According to the United States Census Bureau, the CDP has a total area of 6.8 km (2.6 mi). 6.6 km (2.5 mi) of it is land and 0.3 km (0.1 mi) of it (3.79%) is water.  Shelburne Falls is served by Massachusetts Route 2, also known as the Mohawk Trail, as well as Routes 2A and 112, the former being the main route through the village.

Demographics

As of the census of 2000, there were 1,951 people, 815 households, and 466 families residing in the CDP. The population density was 296.6/km (768.3/mi). There were 878 housing units at an average density of 133.5/km (345.8/mi). The racial makeup of the CDP was 96.92% White, 0.26% African American, 0.67% Native American, 0.67% Asian, 0.05% Pacific Islander, 0.46% from other races, and 0.97% from two or more races. Hispanic or Latino of any race were 0.82% of the population.

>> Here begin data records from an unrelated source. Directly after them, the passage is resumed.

//! In-place matrix operations.
//!
//! Both post-multiply, so the new transform applies in the matrix's local
//! frame: `m = m * op`.

use glam::{Mat3, Mat4, Vec3};

/// `m = m * translate(v)`
pub fn translate(m: &mut Mat4, v: Vec3) {
    *m *= Mat4::from_translation(v);
}

/// `m = m * rotate_y(angle)`
pub fn rotate_y(m: &mut Mat4, angle: f32) {
    *m *= Mat4::from_rotation_y(angle);
}

/// Upper-left 3x3 block.
pub fn rotation_part(m: &Mat4) -> Mat3 {
    Mat3::from_mat4(*m)
}

/// Translation column.
pub fn translation_part(m: &Mat4) -> Vec3 {
    m.w_axis.truncate()
}

/// Largest absolute element-wise difference between two matrices.
pub fn max_abs_diff(a: &Mat4, b: &Mat4) -> f32 {
    a.to_cols_array()
        .iter()
        .zip(b.to_cols_array().iter())
        .map(|(x, y)| (x - y).abs())
        .fold(0.0, f32::max)
}
//! Favorites store: the in-memory authoritative list of favorite movies,
//! synchronized to durable storage.
//!
//! Mutations apply to the in-memory list synchronously; the durable write
//! is a separate fire-and-forget future so the UI loop never blocks on
//! disk. Each write serializes the whole list under one key, so concurrent
//! writes are last-writer-wins.

use std::future::Future;
use std::sync::Arc;

use crate::model::Movie;
use crate::storage::{KeyValueStore, StorageError};

/// Fixed storage key owned exclusively by this store.
pub const FAVORITES_KEY: &str = "@favorites";

pub struct FavoritesStore {
    movies: Vec<Movie>,
    storage: Arc<dyn KeyValueStore>,
}

impl FavoritesStore {
    /// Empty store; call [`FavoritesStore::hydrate`] and feed the result
    /// back via [`FavoritesStore::set_hydrated`] to restore prior state.
    pub fn new(storage: Arc<dyn KeyValueStore>) -> Self {
        FavoritesStore {
            movies: Vec::new(),
            storage,
        }
    }

    /// Load the persisted favorites list.
    ///
    /// Missing key and corrupt blob both degrade to an empty list; the
    /// corrupt case is logged. Never fails the caller.
    pub fn hydrate(
        storage: Arc<dyn KeyValueStore>,
    ) -> impl Future<Output = Vec<Movie>> + Send + 'static {
        async move {
            let blob = match storage.get(FAVORITES_KEY).await {
                Ok(Some(blob)) => blob,
                Ok(None) => return Vec::new(),
                Err(e) => {
                    log::error!("failed to read favorites: {e}");
                    return Vec::new();
                }
            };
            match serde_json::from_str::<Vec<Movie>>(&blob) {
                Ok(movies) => movies,
                Err(e) => {
                    log::error!("persisted favorites are corrupt, starting empty: {e}");
                    Vec::new()
                }
            }
        }
    }

    /// Replace the in-memory list with the hydrated one.
    pub fn set_hydrated(&mut self, movies: Vec<Movie>) {
        self.movies = movies;
    }

    /// Append `movie` unless its id is already present.
    ///
    /// Returns whether the list changed; when it did, the caller should
    /// spawn [`FavoritesStore::persist`].
    pub fn add(&mut self, movie: Movie) -> bool {
        if self.contains(movie.id) {
            return false;
        }
        self.movies.push(movie);
        true
    }

    /// Remove every entry with this id (at most one, per the uniqueness
    /// invariant). Returns whether the list changed.
    pub fn remove(&mut self, id: i64) -> bool {
        let before = self.movies.len();
        self.movies.retain(|m| m.id != id);
        self.movies.len() != before
    }

    pub fn contains(&self, id: i64) -> bool {
        self.movies.iter().any(|m| m.id == id)
    }

    /// Current list, in insertion order.
    pub fn movies(&self) -> &[Movie] {
        &self.movies
    }

    pub fn is_empty(&self) -> bool {
        self.movies.is_empty()
    }

    /// Write the whole current list as one blob.
    ///
    /// Snapshots the list and storage handle, so the returned future is
    /// `'static` and safe to run after further mutations; a failure leaves
    /// the in-memory state untouched.
    pub fn persist(&self) -> impl Future<Output = Result<(), StorageError>> + Send + 'static {
        let storage = Arc::clone(&self.storage);
        let snapshot = self.movies.clone();
        async move {
            let blob = serde_json::to_string(&snapshot)?;
            storage.set(FAVORITES_KEY, blob).await
        }
    }
}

There were 815 households, out of which 27.2% had children under the age of 18 living with them, 41.3% were married couples living together, 12.4% had a female householder with no husband present, and 42.7% were non-families. 34.0% of all households were made up of individuals, and 15.2% had someone living alone who was 65 years of age or older. The average household size was 2.28 and the average family size was 2.94.

In the CDP, the population was spread out, with 21.8% under the age of 18, 8.8% from 18 to 24, 25.3% from 25 to 44, 25.1% from 45 to 64, and 19.0% who were 65 years of age or older. The median age was 41 years. For every 100 females, there were 86.5 males. For every 100 females age 18 and over, there were 80.3 males.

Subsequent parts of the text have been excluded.